Sleep was clearly not an option. Wind coming in through the broken window along with the light pouring in through the broken curtains that wouldn’t close coupled with the never ending insane beeping of other patients’ equipment and the drunks going past the hospital ensured that I couldn’t possibly sleep. My lights were rattling so much with the wind rushing over them I’m surprised that it didn’t keep the rest of the patients up. At 3am the nursing staff began hourly visits for observations. At 4am, 5am and 6am I was awoken by the lights going on. The fact that the lights were left on once these jobs were completed is completely beyond comprehension. I have always believed that nurses were supposed to help patients get better, not to stop them sleeping. Whenever I have been in hospital in the past, nurses have come into my room using low light to avoid disturbing patients. Why do the Wellington staff have to cause maximum disruption?
Having had similar surgery on my other knee a few years ago I was very anxious to find out what had happened in my operation. It took approximately 18 hours to do so. I suppose this is probably not as unreasonable as it feels given the rest of the treatment I received in the Wellington. However, as I began asking for information as soon as I came out of the anaesthetic I do not find it an acceptable time period. Having said that, I did eventually get the information, which is not the case with anything else I requested while in the Wellington. .
I eventually left without any kind of discharge. In fact, I still had a cannula in my hand when I left the hospital. No-one had the slightest interest in anything to do with me. I confess that by this point I simply wanted to get home; to end this nightmare by getting away from the Wellington. At home I would be cared for. I was not going to hang around until someone thought to remove a cannula. I would be there still if I had.
I have unfortunately had several operations over the years thanks to the amount of sport I usually play. Most of my treatment has been in private hospitals but some emergency treatment has been under the NHS. I can honestly say that my experience at the Wellington was far worse than at any other hospital I have been in. And yet I would guess it will prove to be by far the most expensive. I certainly would not recommend in patient treatment at the Wellington and I feel the responsibility to share my experience to others who may be about to make the same mistake.
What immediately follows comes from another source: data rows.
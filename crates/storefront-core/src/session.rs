//! # Session & Customer Binding
//!
//! The in-memory state of one point-of-sale transaction, expressed as a
//! type-state machine so cart mutation only exists once a customer is bound.
//!
//! ## State Machine
//! ```text
//! ┌─────────────────────────────────────────────────────────────────────────┐
//! │                                                                         │
//! │   Session<NoCustomer> ──select_customer()──► Session<CustomerBound>     │
//! │          ▲                                        │        │            │
//! │          │                                        │        │ select_    │
//! │          └────────────clear_customer()────────────┘        │ customer() │
//! │                                                            ▼ (replace)  │
//! │   Available in both:   remove_item, discount, coupon, payment selection │
//! │   Bound only:          add_item, change_quantity, snapshot (for hold)   │
//! │                                                                         │
//! └─────────────────────────────────────────────────────────────────────────┘
//! ```
//!
//! UI callbacks and the realtime channel do not know the state at compile
//! time, so [`PosSession`] wraps both variants and answers
//! `CustomerRequired` instead of mutating an unbound cart.

use serde::{Deserialize, Serialize};
use ts_rs::TS;

use crate::cart::{Cart, LineItem};
use crate::error::{CoreError, CoreResult};
use crate::pricing::{self, PriceBreakdown};
use crate::types::{CatalogProduct, Coupon, Customer, DiscountSpec, PaymentSelection, TaxRate};

// =============================================================================
// States
// =============================================================================

/// No customer selected yet (initial state).
#[derive(Debug, Clone, Default, PartialEq, Eq)]
pub struct NoCustomer;

/// A customer is attached to the sale.
#[derive(Debug, Clone, PartialEq, Eq)]
pub struct CustomerBound {
    customer: Customer,
}

// =============================================================================
// Session
// =============================================================================

/// Everything the cashier has entered for the sale in progress.
#[derive(Debug, Clone, PartialEq, Eq)]
pub struct Session<S> {
    cart: Cart,
    discount: Option<DiscountSpec>,
    coupon: Option<Coupon>,
    payment: PaymentSelection,
    state: S,
}

impl Default for Session<NoCustomer> {
    fn default() -> Self {
        Session::new()
    }
}

impl<S> Session<S> {
    pub fn cart(&self) -> &Cart {
        &self.cart
    }

    pub fn discount(&self) -> Option<&DiscountSpec> {
        self.discount.as_ref()
    }

    pub fn coupon(&self) -> Option<&Coupon> {
        self.coupon.as_ref()
    }

    pub fn payment(&self) -> &PaymentSelection {
        &self.payment
    }

    /// Removing a line never needs a customer.
    pub fn remove_item(&mut self, line_id: &str) -> Option<LineItem> {
        self.cart.remove_item(line_id)
    }

    /// Sets a manual discount. Ignored by pricing while a coupon is applied.
    pub fn set_discount(&mut self, discount: DiscountSpec) {
        self.discount = Some(discount);
    }

    pub fn clear_discount(&mut self) {
        self.discount = None;
    }

    /// Installs an already-validated coupon as the active discount source.
    pub fn apply_coupon(&mut self, coupon: Coupon) {
        self.coupon = Some(coupon);
    }

    pub fn remove_coupon(&mut self) -> Option<Coupon> {
        self.coupon.take()
    }

    pub fn select_payment(&mut self, payment: PaymentSelection) {
        self.payment = payment;
    }

    pub fn pricing(&self, rate: TaxRate) -> PriceBreakdown {
        pricing::calculate(
            self.cart.items(),
            self.discount.as_ref(),
            self.coupon.as_ref(),
            rate,
        )
    }

    fn with_state<T>(self, state: T) -> Session<T> {
        Session {
            cart: self.cart,
            discount: self.discount,
            coupon: self.coupon,
            payment: self.payment,
            state,
        }
    }
}

impl Session<NoCustomer> {
    pub fn new() -> Self {
        Session {
            cart: Cart::new(),
            discount: None,
            coupon: None,
            payment: PaymentSelection::default(),
            state: NoCustomer,
        }
    }

    /// Unbound → Bound. The cart and selections carry over.
    pub fn select_customer(self, customer: Customer) -> Session<CustomerBound> {
        self.with_state(CustomerBound { customer })
    }
}

impl Session<CustomerBound> {
    pub fn customer(&self) -> &Customer {
        &self.state.customer
    }

    /// Bound → Bound with a different customer.
    pub fn replace_customer(&mut self, customer: Customer) -> Customer {
        std::mem::replace(&mut self.state.customer, customer)
    }

    /// Bound → Unbound. Further adds are blocked until a customer is rebound.
    pub fn clear_customer(self) -> (Session<NoCustomer>, Customer) {
        let customer = self.state.customer.clone();
        (self.with_state(NoCustomer), customer)
    }

    pub fn add_item(&mut self, product: &CatalogProduct) -> CoreResult<&LineItem> {
        self.cart.add_item(product)
    }

    pub fn change_quantity(&mut self, line_id: &str, delta: i64) -> CoreResult<Option<i64>> {
        self.cart.change_quantity(line_id, delta)
    }

    /// Captures every field of the session for the hold store.
    pub fn snapshot(&self) -> SessionSnapshot {
        SessionSnapshot {
            cart: self.cart.clone(),
            customer: Some(self.state.customer.clone()),
            discount: self.discount,
            coupon: self.coupon.clone(),
            payment: self.payment,
        }
    }
}

// =============================================================================
// Snapshot
// =============================================================================

/// Serializable copy of a session, stored inside a held sale.
#[derive(Debug, Clone, PartialEq, Eq, Serialize, Deserialize, TS)]
#[ts(export)]
pub struct SessionSnapshot {
    pub cart: Cart,
    pub customer: Option<Customer>,
    pub discount: Option<DiscountSpec>,
    pub coupon: Option<Coupon>,
    pub payment: PaymentSelection,
}

// =============================================================================
// Runtime Wrapper
// =============================================================================

/// A session whose binding state is only known at runtime.
#[derive(Debug, Clone, PartialEq, Eq)]
pub enum PosSession {
    Unbound(Session<NoCustomer>),
    Bound(Session<CustomerBound>),
}

impl Default for PosSession {
    fn default() -> Self {
        PosSession::Unbound(Session::new())
    }
}

macro_rules! each_state {
    ($self:expr, $s:ident => $body:expr) => {
        match $self {
            PosSession::Unbound($s) => $body,
            PosSession::Bound($s) => $body,
        }
    };
}

impl PosSession {
    pub fn is_bound(&self) -> bool {
        matches!(self, PosSession::Bound(_))
    }

    pub fn customer(&self) -> Option<&Customer> {
        match self {
            PosSession::Unbound(_) => None,
            PosSession::Bound(s) => Some(s.customer()),
        }
    }

    pub fn cart(&self) -> &Cart {
        each_state!(self, s => s.cart())
    }

    pub fn discount(&self) -> Option<&DiscountSpec> {
        each_state!(self, s => s.discount())
    }

    pub fn coupon(&self) -> Option<&Coupon> {
        each_state!(self, s => s.coupon())
    }

    pub fn payment(&self) -> &PaymentSelection {
        each_state!(self, s => s.payment())
    }

    pub fn pricing(&self, rate: TaxRate) -> PriceBreakdown {
        each_state!(self, s => s.pricing(rate))
    }

    /// Binds or replaces the customer (last write wins).
    pub fn select_customer(&mut self, customer: Customer) {
        match self {
            PosSession::Bound(s) => {
                s.replace_customer(customer);
            }
            PosSession::Unbound(_) => {
                if let PosSession::Unbound(s) = std::mem::take(self) {
                    *self = PosSession::Bound(s.select_customer(customer));
                }
            }
        }
    }

    /// Returns the customer that was unbound, if any.
    pub fn clear_customer(&mut self) -> Option<Customer> {
        match std::mem::take(self) {
            PosSession::Bound(s) => {
                let (unbound, customer) = s.clear_customer();
                *self = PosSession::Unbound(unbound);
                Some(customer)
            }
            unbound => {
                *self = unbound;
                None
            }
        }
    }

    /// The bound session, or `CustomerRequired` to trigger the selection prompt.
    pub fn ensure_bound(&mut self) -> CoreResult<&mut Session<CustomerBound>> {
        match self {
            PosSession::Bound(s) => Ok(s),
            PosSession::Unbound(_) => Err(CoreError::CustomerRequired),
        }
    }

    pub fn add_item(&mut self, product: &CatalogProduct) -> CoreResult<&LineItem> {
        self.ensure_bound()?.add_item(product)
    }

    pub fn change_quantity(&mut self, line_id: &str, delta: i64) -> CoreResult<Option<i64>> {
        self.ensure_bound()?.change_quantity(line_id, delta)
    }

    pub fn remove_item(&mut self, line_id: &str) -> Option<LineItem> {
        each_state!(self, s => s.remove_item(line_id))
    }

    pub fn set_discount(&mut self, discount: DiscountSpec) {
        each_state!(self, s => s.set_discount(discount))
    }

    pub fn clear_discount(&mut self) {
        each_state!(self, s => s.clear_discount())
    }

    pub fn apply_coupon(&mut self, coupon: Coupon) {
        each_state!(self, s => s.apply_coupon(coupon))
    }

    pub fn remove_coupon(&mut self) -> Option<Coupon> {
        each_state!(self, s => s.remove_coupon())
    }

    pub fn select_payment(&mut self, payment: PaymentSelection) {
        each_state!(self, s => s.select_payment(payment))
    }

    /// Snapshot for holding; requires a bound customer and a non-empty cart.
    pub fn snapshot_for_hold(&self) -> CoreResult<SessionSnapshot> {
        if self.cart().is_empty() {
            return Err(CoreError::EmptyCart);
        }
        match self {
            PosSession::Bound(s) => Ok(s.snapshot()),
            PosSession::Unbound(_) => Err(CoreError::CustomerRequired),
        }
    }

    /// Rebuilds a session from a snapshot, field for field.
    pub fn from_snapshot(snapshot: SessionSnapshot) -> Self {
        let base = Session {
            cart: snapshot.cart,
            discount: snapshot.discount,
            coupon: snapshot.coupon,
            payment: snapshot.payment,
            state: NoCustomer,
        };
        match snapshot.customer {
            Some(customer) => PosSession::Bound(base.select_customer(customer)),
            None => PosSession::Unbound(base),
        }
    }

    /// Back to empty defaults.
    pub fn reset(&mut self) {
        *self = PosSession::default();
    }
}

// =============================================================================
// Unit Tests
// =============================================================================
I feel so strongly that I have asked my insurance company to refuse to pay for the room, food and nursing charges because we did not get what we are being charged for. The operation itself seems to have gone well but the care was disastrous.
I must stress that everyone I did come across was very nice, nobody was nasty in any way. I felt incredibly aggrieved that I was not able to change room despite so many problems with room 112, which were regularly pointed out to the nurses. The operation seemed to have gone well and when I did finally find out what exactly had been done to my knee and how it looked in there it was very reassuring. I felt a lot better with this knowledge having experienced the same operation on my other knee a few years ago.
I look forward to receiving your comments on my treatment. Perhaps I should have stressed the fact that my wife is Persian?